Fishing fleets kill an estimated 100 million sharks per year across the globe. In the Gulf of Mexico, the number of oceanic whitetip sharks has plunged 99 percent since the 1950s, driving this once common pelagic species into virtual extinction. A study of the North Atlantic found that overall shark populations have declined more than 50 percent since 1986. Sadly, sharks are slow breeders, with most delivering small litters (some only twins) after reaching a late sexual maturity (some at 25 years old), after which they typically deliver litters at three-year intervals. The results of such slow reproduction make recovery from overfishing notoriously difficult. When porbeagle sharks were overfished by Europeans in the 1960s, the species struggled for the next 30 years, finally achieving some semblance of health in the 1990s, only to become the target of U.S. and Canadian fleets that fished it into commercial extinction in three short years.
The end of big fish in the sea is more than an aesthetic loss. Marine ecologist Mark Hixon of Oregon State University has published widely on coral reef ecosystems, and his work illustrates how biodiversity and community stability thrive in the presence of predators and competitors. The removal of either or both destabilizes the remaining species. Hence big sharks, tuna, swordfish, and halibut are more than picturesque giants; they are keystone species that play greater roles in maintaining ecosystem function than seems obvious based on the size of their population.

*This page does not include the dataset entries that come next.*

//! Band-parallel 8-connected component labeling.
//!
//! The grid is cut into horizontal bands that are flood-filled independently,
//! each handing out labels from its own reserved range. Components that a band
//! border cut in two are stitched back together afterwards with a [`UnionFind`]
//! over the labels found on either side of each border.

use std::collections::HashMap;

use bumpalo::Bump;
use bumpalo::collections::Vec as BumpVec;
use rayon::prelude::*;

use crate::image::{Band, BandRange, FIRST_COMPONENT_LABEL, Pixel, PixelGrid, UNVISITED};

/// 8-neighborhood offsets as (d_row, d_col): row below, same row, row above.
const NEIGHBORS_8: [(isize, isize); 8] = [
    (1, -1),
    (1, 0),
    (1, 1),
    (0, -1),
    (0, 1),
    (-1, -1),
    (-1, 0),
    (-1, 1),
];

/// A disjoint-set forest over sparse component labels.
///
/// Labels are registered lazily the first time they are looked up. Finds
/// compress paths iteratively and unions go by rank.
#[derive(Debug, Default)]
pub struct UnionFind {
    roots: HashMap<u32, u32>,
    ranks: HashMap<u32, u32>,
}

impl UnionFind {
    /// Create an empty forest.
    #[must_use]
    pub fn new() -> Self {
        Self::default()
    }

    /// Number of labels seen so far.
    pub fn len(&self) -> usize {
        self.roots.len()
    }

    /// True if no label has been seen yet.
    pub fn is_empty(&self) -> bool {
        self.roots.is_empty()
    }

    /// Find the root of the set containing `label`, registering it as a
    /// singleton if it is new.
    pub fn find_root(&mut self, label: u32) -> u32 {
        if !self.roots.contains_key(&label) {
            self.roots.insert(label, label);
            self.ranks.insert(label, 1);
            return label;
        }

        let mut root = label;
        loop {
            let parent = self.roots[&root];
            if parent == root {
                break;
            }
            root = parent;
        }

        let mut curr = label;
        while curr != root {
            let next = self.roots[&curr];
            self.roots.insert(curr, root);
            curr = next;
        }
        root
    }

    /// Unite the sets containing `x` and `y`.
    ///
    /// On equal ranks `y`'s root is attached under `x`'s root.
    pub fn union(&mut self, x: u32, y: u32) {
        let root_x = self.find_root(x);
        let root_y = self.find_root(y);
        if root_x == root_y {
            return;
        }
        let rank_x = self.ranks[&root_x];
        let rank_y = self.ranks[&root_y];
        match rank_x.cmp(&rank_y) {
            std::cmp::Ordering::Greater => {
                self.roots.insert(root_y, root_x);
            }
            std::cmp::Ordering::Less => {
                self.roots.insert(root_x, root_y);
            }
            std::cmp::Ordering::Equal => {
                self.roots.insert(root_y, root_x);
                self.ranks.insert(root_x, rank_x + 1);
            }
        }
    }
}

/// A connected set of foreground pixels.
#[derive(Clone, Debug, Default)]
pub struct Component {
    /// Band-local id after labeling, union-find root after merging.
    pub label: u32,
    /// Member pixels in discovery order.
    pub pixels: Vec<Pixel>,
}

impl Component {
    /// Number of pixels in the component.
    pub fn len(&self) -> usize {
        self.pixels.len()
    }

    /// True if the component has no pixels.
    pub fn is_empty(&self) -> bool {
        self.pixels.is_empty()
    }
}

/// Split `height` rows into `num_bands` contiguous bands.
///
/// Every band gets `height / num_bands` rows and the remainder is spread one
/// row at a time over the leading bands. Band `i` may use labels starting at
/// `2 + i * stride`, where `stride` is the pixel count of the largest band, so
/// the ranges can never overlap.
///
/// # Panics
/// Panics if the label ranges would not fit in `u32`.
#[must_use]
pub fn plan_bands(height: usize, width: usize, num_bands: usize) -> Vec<BandRange> {
    let num_bands = num_bands.clamp(1, height.max(1));
    let base = height / num_bands;
    let remainder = height % num_bands;
    let max_rows = base + usize::from(remainder > 0);
    let stride = (max_rows * width).max(1) as u64;
    let last_offset = u64::from(FIRST_COMPONENT_LABEL) + (num_bands as u64) * stride;
    assert!(
        last_offset <= u64::from(u32::MAX),
        "{}x{} image has too many pixels for u32 labels",
        height,
        width
    );

    let mut ranges = Vec::with_capacity(num_bands);
    let mut start_row = 0;
    for i in 0..num_bands {
        let rows = base + usize::from(i < remainder);
        ranges.push(BandRange {
            start_row,
            end_row: start_row + rows,
            label_offset: (u64::from(FIRST_COMPONENT_LABEL) + i as u64 * stride) as u32,
        });
        start_row += rows;
    }
    ranges
}

/// Flood-fill every component inside one band.
///
/// Neighbors outside the band rows are never visited, so a region crossing the
/// band border comes out as several components here.
pub fn label_band(band: &mut Band, arena: &Bump) -> Vec<Component> {
    let BandRange {
        start_row,
        end_row,
        label_offset,
    } = band.range;
    let width = band.width;
    let mut components = Vec::new();
    let mut next_label = label_offset;
    let mut stack = BumpVec::new_in(arena);

    for row in start_row..end_row {
        for col in 0..width {
            if band.label_at(row, col) != UNVISITED {
                continue;
            }

            let mut pixels = Vec::new();
            let start = band.get_mut(row, col);
            start.label = next_label;
            pixels.push(*start);
            stack.push((row, col));

            while let Some((r, c)) = stack.pop() {
                for (dr, dc) in NEIGHBORS_8 {
                    let nr = r as isize + dr;
                    let nc = c as isize + dc;
                    if nr < start_row as isize
                        || nr >= end_row as isize
                        || nc < 0
                        || nc >= width as isize
                    {
                        continue;
                    }
                    let (nr, nc) = (nr as usize, nc as usize);
                    let neighbor = band.get_mut(nr, nc);
                    if neighbor.has_label(UNVISITED) {
                        neighbor.label = next_label;
                        pixels.push(*neighbor);
                        stack.push((nr, nc));
                    }
                }
            }

            components.push(Component {
                label: next_label,
                pixels,
            });
            next_label += 1;
        }
    }

    components
}

/// Label all bands in parallel. Returns the raw, band-fragmented components.
///
/// The grid is only borrowed mutably for the duration of the call, so every
/// band has finished by the time the caller can read it again.
pub fn label_bands(grid: &mut PixelGrid, ranges: &[BandRange]) -> Vec<Component> {
    let bands = grid.split_bands_mut(ranges);
    let per_band: Vec<Vec<Component>> = bands
        .into_par_iter()
        .map(|mut band| {
            // Thread-local arena for the DFS stack
            let arena = Bump::new();
            label_band(&mut band, &arena)
        })
        .collect();
    per_band.into_iter().flatten().collect()
}

fn link_boundary_pixel(uf: &mut UnionFind, grid: &PixelGrid, row: usize, col: usize) {
    let upper = grid.get(row, col);
    if !upper.is_labeled() {
        return;
    }
    let lo = col.saturating_sub(1);
    let hi = (col + 1).min(grid.width - 1);
    for c in lo..=hi {
        let lower = grid.get(row + 1, c);
        if lower.is_labeled() {
            uf.union(upper.label, lower.label);
        }
    }
}

/// Stitch components cut by band borders back together.
///
/// Labels that touch across a border (8-connectivity) are united, then
/// components are grouped by the root of their first pixel's label. Groups
/// keep first-seen order, which callers should not rely on.
pub fn merge_bands(
    grid: &PixelGrid,
    ranges: &[BandRange],
    components: Vec<Component>,
) -> Vec<Component> {
    let mut uf = UnionFind::new();

    for range in ranges {
        if range.end_row == 0 || range.end_row >= grid.height {
            continue;
        }
        let row = range.end_row - 1;
        for col in 0..grid.width {
            link_boundary_pixel(&mut uf, grid, row, col);
        }
    }

    let mut root_to_index: HashMap<u32, usize> = HashMap::new();
    let mut merged: Vec<Component> = Vec::new();
    for component in components {
        let Some(first) = component.pixels.first() else {
            continue;
        };
        let root = uf.find_root(first.label);
        match root_to_index.get(&root) {
            Some(&idx) => merged[idx].pixels.extend(component.pixels),
            None => {
                root_to_index.insert(root, merged.len());
                merged.push(Component {
                    label: root,
                    pixels: component.pixels,
                });
            }
        }
    }
    merged
}

/// Label the grid with `num_bands` bands and merge across band borders.
pub fn label_components(grid: &mut PixelGrid, num_bands: usize) -> Vec<Component> {
    let ranges = plan_bands(grid.height, grid.width, num_bands);
    let raw = label_bands(grid, &ranges);
    merge_bands(grid, &ranges, raw)
}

Hixon also argues that not all spawners are created equal, and that the most valuable members of fish populations are what he and his colleagues call the Big Old Fat Female Fish (BOFFFs), who produce better-quality and -quantity eggs than younger females. Yet fisheries managers continue to promote the targeting of older fish, followed by younger fish, until none can grow old. “This means that BOFFFs are disappearing,” says Hixon. “Here on the West Coast, 7 out of 17 well-assessed species of rockfish have been declared overfished since 1999, and we believe that at least part of the explanation for these stock collapses is the result of our failure to appreciate the value of Big Old Fat Female Fish.”